**Information given**
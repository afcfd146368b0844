//! Kaplan-Meier curve rendering (SVG).
//!
//! One panel per analysis: step curves, optional confidence bands, median
//! guide lines, log-rank p-value and a number-at-risk table underneath.

use std::path::Path;

use log::info;
use plotters::prelude::*;

use crate::config::PlotConfig;
use crate::error::{Result, SurvivalError};
use crate::kaplan_meier::{KaplanMeierCurve, SurvivalTableRow};

static PALETTE: [RGBColor; 5] = [
    RGBColor(31, 119, 180),
    RGBColor(255, 127, 14),
    RGBColor(44, 160, 44),
    RGBColor(214, 39, 40),
    RGBColor(148, 103, 189),
];

/// number of columns in the risk table
const RISK_TABLE_TICKS: usize = 6;

fn plot_err<E: std::fmt::Display>(e: E) -> SurvivalError {
    SurvivalError::plot(e.to_string())
}

/// staircase through (time, value) points starting at (0, 1)
fn step_points(curve: &KaplanMeierCurve, value: impl Fn(&SurvivalTableRow) -> f64) -> Vec<(f64, f64)> {
    let mut points = vec![(0.0, 1.0)];
    let mut previous = 1.0;
    for row in curve.table() {
        let current = value(row);
        points.push((row.time, previous));
        points.push((row.time, current));
        previous = current;
    }
    points
}

fn legend_label(config: &PlotConfig, index: usize, curve: &KaplanMeierCurve) -> String {
    let name = config
        .legend_labels
        .as_ref()
        .and_then(|labels| labels.get(index).cloned())
        .unwrap_or_else(|| curve.label.clone());
    match &config.legend_title {
        Some(title) => format!("{title}: {name}"),
        None => name,
    }
}

/// draw `curves` into an SVG at `path`; `p_value` is the log-rank p for grouped plots
pub fn render_km_plot(
    path: &Path,
    curves: &[KaplanMeierCurve],
    p_value: Option<f64>,
    config: &PlotConfig,
    default_title: &str,
) -> Result<()> {
    if curves.is_empty() {
        return Err(SurvivalError::plot("nothing to draw"));
    }
    let title = config.title.clone().unwrap_or_else(|| default_title.to_string());
    let max_time = curves
        .iter()
        .map(KaplanMeierCurve::max_time)
        .fold(1.0_f64, f64::max);

    let root = SVGBackend::new(path, (config.width, config.height)).into_drawing_area();
    root.fill(&WHITE).map_err(plot_err)?;

    let (chart_area, table_area) = if config.risk_table {
        let table_rows = u32::try_from(curves.len()).unwrap_or(u32::MAX).saturating_add(2);
        let table_height = (table_rows * 22).min(config.height / 2);
        let (upper, lower) = root.split_vertically(config.height - table_height);
        (upper, Some(lower))
    } else {
        (root.clone(), None)
    };

    let mut chart = ChartBuilder::on(&chart_area)
        .caption(&title, ("sans-serif", 22))
        .margin(15)
        .x_label_area_size(40)
        .y_label_area_size(60)
        .build_cartesian_2d(0.0..max_time * 1.02, 0.0..1.05)
        .map_err(plot_err)?;

    chart
        .configure_mesh()
        .x_desc(config.x_label.as_str())
        .y_desc(config.y_label.as_str())
        .draw()
        .map_err(plot_err)?;

    for (i, curve) in curves.iter().enumerate() {
        let color = PALETTE[i % PALETTE.len()];

        if config.confidence_interval {
            let mut band = step_points(curve, |row| row.upper);
            let mut lower = step_points(curve, |row| row.lower);
            lower.reverse();
            band.extend(lower);
            chart
                .draw_series(std::iter::once(Polygon::new(band, color.mix(0.15).filled())))
                .map_err(plot_err)?;
        }

        chart
            .draw_series(LineSeries::new(step_points(curve, |row| row.survival), color.stroke_width(2)))
            .map_err(plot_err)?
            .label(legend_label(config, i, curve))
            .legend(move |(x, y)| PathElement::new(vec![(x, y), (x + 20, y)], color.stroke_width(2)));

        // censoring ticks
        let censored = curve
            .table()
            .iter()
            .filter(|row| row.censored > 0)
            .map(|row| Cross::new((row.time, row.survival), 4, color.stroke_width(1)));
        chart.draw_series(censored).map_err(plot_err)?;

        if config.median_line {
            if let Some(median) = curve.median_survival() {
                let guide = BLACK.mix(0.4);
                chart
                    .draw_series(LineSeries::new(vec![(0.0, 0.5), (median, 0.5), (median, 0.0)], guide))
                    .map_err(plot_err)?;
            }
        }
    }

    if config.show_p_value {
        if let Some(p) = p_value {
            chart
                .draw_series(std::iter::once(Text::new(
                    format!("log-rank p = {p:.4}"),
                    (max_time * 0.05, 0.12),
                    ("sans-serif", 16),
                )))
                .map_err(plot_err)?;
        }
    }

    chart
        .configure_series_labels()
        .position(SeriesLabelPosition::UpperRight)
        .background_style(WHITE.mix(0.8))
        .border_style(BLACK)
        .draw()
        .map_err(plot_err)?;

    if let Some(table_area) = table_area {
        let (base_x, _) = table_area.get_base_pixel();
        let style: TextStyle = ("sans-serif", 14).into();
        table_area
            .draw_text("Number at risk", &style, (10, 4))
            .map_err(plot_err)?;

        #[allow(clippy::cast_precision_loss)]
        let ticks: Vec<f64> = (0..RISK_TABLE_TICKS)
            .map(|k| (max_time * k as f64 / (RISK_TABLE_TICKS - 1) as f64).round())
            .collect();

        for (i, curve) in curves.iter().enumerate() {
            let y = 26 + 20 * i32::try_from(i).unwrap_or(0);
            let label_style = style.color(&PALETTE[i % PALETTE.len()]);
            table_area
                .draw_text(&legend_label(config, i, curve), &label_style, (10, y))
                .map_err(plot_err)?;
            for &t in &ticks {
                let (x, _) = chart.backend_coord(&(t, 0.0));
                table_area
                    .draw_text(&curve.at_risk_at(t).to_string(), &style, (x - base_x, y))
                    .map_err(plot_err)?;
            }
        }
    }

    root.present().map_err(plot_err)?;
    info!("wrote {}", path.display());
    Ok(())
}

#[cfg(test)]
mod tests {
    use super::*;

    fn curves() -> Vec<KaplanMeierCurve> {
        vec![
            KaplanMeierCurve::fit(&[5.0, 10.0, 10.0, 15.0], &[true, true, false, true], 0.95)
                .unwrap()
                .with_label("a"),
            KaplanMeierCurve::fit(&[3.0, 8.0, 20.0], &[true, false, false], 0.95)
                .unwrap()
                .with_label("b"),
        ]
    }

    #[test]
    fn test_step_points() {
        let curves = curves();
        let points = step_points(&curves[0], |row| row.survival);
        assert_eq!(points[0], (0.0, 1.0));
        assert!(points.contains(&(5.0, 1.0)));
        assert!(points.contains(&(5.0, 0.75)));
        assert_eq!(*points.last().unwrap(), (15.0, 0.0));
    }

    #[test]
    fn test_legend_overrides() {
        let config = PlotConfig {
            legend_labels: Some(vec!["Arm A".into()]),
            ..PlotConfig::default()
        }
        .with_legend_title("arm");
        let curves = curves();
        assert_eq!(legend_label(&config, 0, &curves[0]), "arm: Arm A");
        assert_eq!(legend_label(&config, 1, &curves[1]), "arm: b");
    }

    #[test]
    fn test_render_writes_svg() {
        let dir = tempfile::tempdir().unwrap();
        let path = dir.path().join("km.svg");
        render_km_plot(&path, &curves(), Some(0.1234), &PlotConfig::default(), "test").unwrap();
        let svg = std::fs::read_to_string(&path).unwrap();
        assert!(svg.contains("<svg"));
        assert!(svg.contains("log-rank p = 0.1234"));
        assert!(svg.contains("Number at risk"));
    }

    #[test]
    fn test_render_minimal_options() {
        let dir = tempfile::tempdir().unwrap();
        let path = dir.path().join("km.svg");
        let config = PlotConfig {
            risk_table: false,
            confidence_interval: false,
            median_line: false,
            show_p_value: false,
            ..PlotConfig::default()
        };
        render_km_plot(&path, &curves()[..1], None, &config, "overall").unwrap();
        let svg = std::fs::read_to_string(&path).unwrap();
        assert!(!svg.contains("Number at risk"));
    }

    #[test]
    fn test_render_nothing() {
        let dir = tempfile::tempdir().unwrap();
        assert!(render_km_plot(&dir.path().join("x.svg"), &[], None, &PlotConfig::default(), "t").is_err());
    }
}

**What the task requires**
Copy out the lines of the data where the word "BLACK" can be found.

**Written response**
                let guide = BLACK.mix(0.4);
        .border_style(BLACK)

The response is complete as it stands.